FIRST PART
CHAPTER 21: Some Days Ashore
(continued)
We were overloaded when we arrived at the skiff. However, Ned Land
still found these provisions inadequate. But fortune smiled on him.
Just as we were boarding, he spotted several trees twenty-five
to thirty feet high, belonging to the palm species.
As valuable as the artocarpus, these trees are justly ranked among
the most useful produce in Malaysia.
They were sago palms, vegetation that grows without being cultivated;
like mulberry trees, they reproduce by means of shoots and seeds.
Ned Land knew how to handle these trees. Taking his ax and wielding
it with great vigor, he soon stretched out on the ground two or
three sago palms, whose maturity was revealed by the white dust
sprinkled over their palm fronds.
I watched him more as a naturalist than as a man in hunger.
He began by removing from each trunk an inch-thick strip of bark that
covered a network of long, hopelessly tangled fibers that were puttied
with a sort of gummy flour. This flour was the starch-like sago,
an edible substance chiefly consumed by the Melanesian peoples.

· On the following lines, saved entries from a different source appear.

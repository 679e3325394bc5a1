// ABOUTME: Application constants grouped by domain
// ABOUTME: Route paths, user-facing messages, default settings and seed conventions
//
// Licensed under either of Apache License, Version 2.0 or MIT License at your option.
// Copyright ©2025 Async-IO.org

//! Constants module
//!
//! Constants are grouped into small domain modules rather than one flat list.

/// Service identity used in logs and health responses
pub mod service_names {
    /// Recipe service binary and tracing target
    pub const FRIDGE_FOOD_SERVER: &str = "fridge-food-server";
    /// Terminal client
    pub const FRIDGE_CLI: &str = "fridge-cli";
}

/// HTTP route paths
pub mod routes {
    /// Prefix the original web client uses for every API call
    pub const API_PREFIX: &str = "/api";
    /// Ingredient catalog
    pub const INGREDIENTS: &str = "/ingredients";
    /// Recipe matcher
    pub const RECIPES: &str = "/recipes";
    /// Liveness probe
    pub const HEALTH: &str = "/health";
    /// Readiness probe (touches the store)
    pub const READY: &str = "/ready";
}

/// Messages returned to callers or shown in the client
pub mod messages {
    /// Body of the root route
    pub const WELCOME: &str = "Welcome to the My Fridge Food API!";
    /// Matcher called without any usable ingredient names
    pub const NO_INGREDIENTS_PROVIDED: &str = "No ingredients provided";
    /// Generic body for every 5xx response
    pub const SERVER_ERROR: &str = "Server Error";
    /// Client banner for an empty submit
    pub const SELECT_AT_LEAST_ONE: &str = "Please select at least one ingredient";
    /// Client banner for a failed catalog load
    pub const CATALOG_FETCH_FAILED: &str = "Failed to fetch ingredients.";
    /// Client banner for a catalog payload that is not a category map
    pub const CATALOG_INVALID_FORMAT: &str = "Invalid data format received from the server.";
    /// Client banner for a failed matcher call
    pub const RECIPES_FETCH_FAILED: &str = "Failed to fetch recipes.";
    /// Client banner while a matcher call is still in flight
    pub const REQUEST_PENDING: &str = "Still finding recipes, please wait";
    /// Empty-state text after a search that matched nothing
    pub const NO_RECIPES_FOUND: &str =
        "No recipes found with all selected ingredients. Try selecting different ingredients or fewer ingredients.";
}

/// Default values for configuration
pub mod defaults {
    /// Bind address
    pub const HOST: &str = "0.0.0.0";
    /// HTTP port of the recipe service
    pub const HTTP_PORT: u16 = 5000;
    /// SQLite file used when no database is configured
    pub const DATABASE_URL: &str = "sqlite:./data/fridge.db";
    /// Connection pool size
    pub const DATABASE_MAX_CONNECTIONS: u32 = 5;
    /// PostgreSQL database name
    pub const DB_NAME: &str = "my-fridge-food";
    /// PostgreSQL user
    pub const DB_USER: &str = "postgres";
    /// PostgreSQL port
    pub const DB_PORT: u16 = 5432;
    /// CORS origins
    pub const CORS_ALLOWED_ORIGINS: &str = "*";
    /// Base URL the client talks to
    pub const SERVER_URL: &str = "http://localhost:5000";
    /// Largest accepted request body
    pub const MAX_REQUEST_BODY_BYTES: usize = 64 * 1024;
    /// CORS preflight cache lifetime
    pub const CORS_MAX_AGE_SECS: u64 = 60 * 60;
}

/// Seed data conventions
pub mod seed {
    /// Category receiving every ingredient no keyword matched
    pub const FALLBACK_CATEGORY: &str = "Other";
}
// ABOUTME: Recipe matcher route returning recipes fully covered by the posted ingredients
// ABOUTME: Maps malformed bodies to 400 and oversized ones to 413 before the matcher runs
//
// Licensed under either of Apache License, Version 2.0 or MIT License at your option.
// Copyright ©2025 Async-IO.org

use std::sync::Arc;

use axum::{
    extract::{rejection::JsonRejection, State},
    http::StatusCode,
    response::IntoResponse,
    routing::post,
    Json, Router,
};
use fridge_core::constants::routes;
use fridge_core::errors::{AppError, AppResult, ErrorCode};
use fridge_core::models::RecipeSearchRequest;
use tracing::info;

use crate::resources::ServerResources;
use crate::services::matcher;

/// Recipe matcher routes
pub struct RecipeRoutes;

impl RecipeRoutes {
    /// Create the matcher routes
    pub fn routes(resources: Arc<ServerResources>) -> Router {
        Router::new()
            .route(routes::RECIPES, post(Self::handle_find_recipes))
            .with_state(resources)
    }

    /// POST /recipes - recipes whose whole ingredient list was posted
    async fn handle_find_recipes(
        State(resources): State<Arc<ServerResources>>,
        payload: Result<Json<RecipeSearchRequest>, JsonRejection>,
    ) -> AppResult<impl IntoResponse> {
        let Json(request) = payload.map_err(reject_body)?;

        let recipes = matcher::find_recipes(&resources.database, &request).await?;
        info!(matched = recipes.len(), "Recipes matched");
        Ok(Json(recipes))
    }
}

/// Oversized bodies keep their 413; every other rejection is a bad request
fn reject_body(rejection: JsonRejection) -> AppError {
    if rejection.status() == StatusCode::PAYLOAD_TOO_LARGE {
        AppError::new(ErrorCode::PayloadTooLarge, rejection.body_text())
    } else {
        AppError::invalid_input(format!("Invalid request body: {}", rejection.body_text()))
    }
}
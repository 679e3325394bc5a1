// ABOUTME: Database abstraction layer for the recipe service
// ABOUTME: Plugin architecture for database support with SQLite and PostgreSQL backends
//
// Licensed under either of Apache License, Version 2.0 or MIT License at your option.
// Copyright ©2025 Async-IO.org

use async_trait::async_trait;
use fridge_core::errors::AppResult;
use fridge_core::models::{Ingredient, Recipe};

use crate::seed::{SeedPlan, SeedSummary};

pub mod factory;
pub mod sqlite;

#[cfg(feature = "postgresql")]
pub mod postgres;

/// Core database abstraction trait
///
/// All database implementations must implement this trait to provide
/// a consistent interface for the application layer. The read path never
/// opens a transaction; only seeding writes.
#[async_trait]
pub trait DatabaseProvider: Send + Sync + Clone {
    /// Open a connection pool
    async fn new(database_url: &str, max_connections: u32) -> AppResult<Self>
    where
        Self: Sized;

    /// Create the schema if it does not exist yet
    async fn migrate(&self) -> AppResult<()>;

    /// Run a trivial query against the schema to prove the store answers
    async fn health_check(&self) -> AppResult<()>;

    // ================================
    // Catalog
    // ================================

    /// Every ingredient that has a category, ordered by category then name
    async fn list_ingredients(&self) -> AppResult<Vec<Ingredient>>;

    /// Ids of the ingredients whose lower-cased name is in `normalized_names`
    ///
    /// Names that match nothing are dropped without error.
    async fn resolve_ingredient_ids(&self, normalized_names: &[String]) -> AppResult<Vec<i64>>;

    // ================================
    // Recipes
    // ================================

    /// Recipes whose whole required ingredient set lies within `ingredient_ids`
    ///
    /// Ordered by ascending ingredient count, then id.
    async fn find_recipes_covered_by(&self, ingredient_ids: &[i64]) -> AppResult<Vec<Recipe>>;

    /// Number of stored recipes
    async fn recipe_count(&self) -> AppResult<i64>;

    // ================================
    // Seeding
    // ================================

    /// Write a seed plan in one transaction, clearing existing rows when `reset`
    async fn load_seed(&self, plan: &SeedPlan, reset: bool) -> AppResult<SeedSummary>;
}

For the time being, Ned Land was content to chop these trunks into pieces,
as if he were making firewood; later he would extract the flour
by sifting it through cloth to separate it from its fibrous ligaments,
let it dry out in the sun, and leave it to harden inside molds.
Finally, at five o'clock in the afternoon, laden with all our treasures,
we left the island beach and half an hour later pulled alongside
the Nautilus. Nobody appeared on our arrival. The enormous
sheet-iron cylinder seemed deserted. Our provisions loaded on board,
I went below to my stateroom. There I found my supper ready.
I ate and then fell asleep.
The next day, January 6: nothing new on board. Not a sound inside,
not a sign of life. The skiff stayed alongside in the same place
we had left it. We decided to return to Gueboroa Island. Ned Land
hoped for better luck in his hunting than on the day before,
and he wanted to visit a different part of the forest.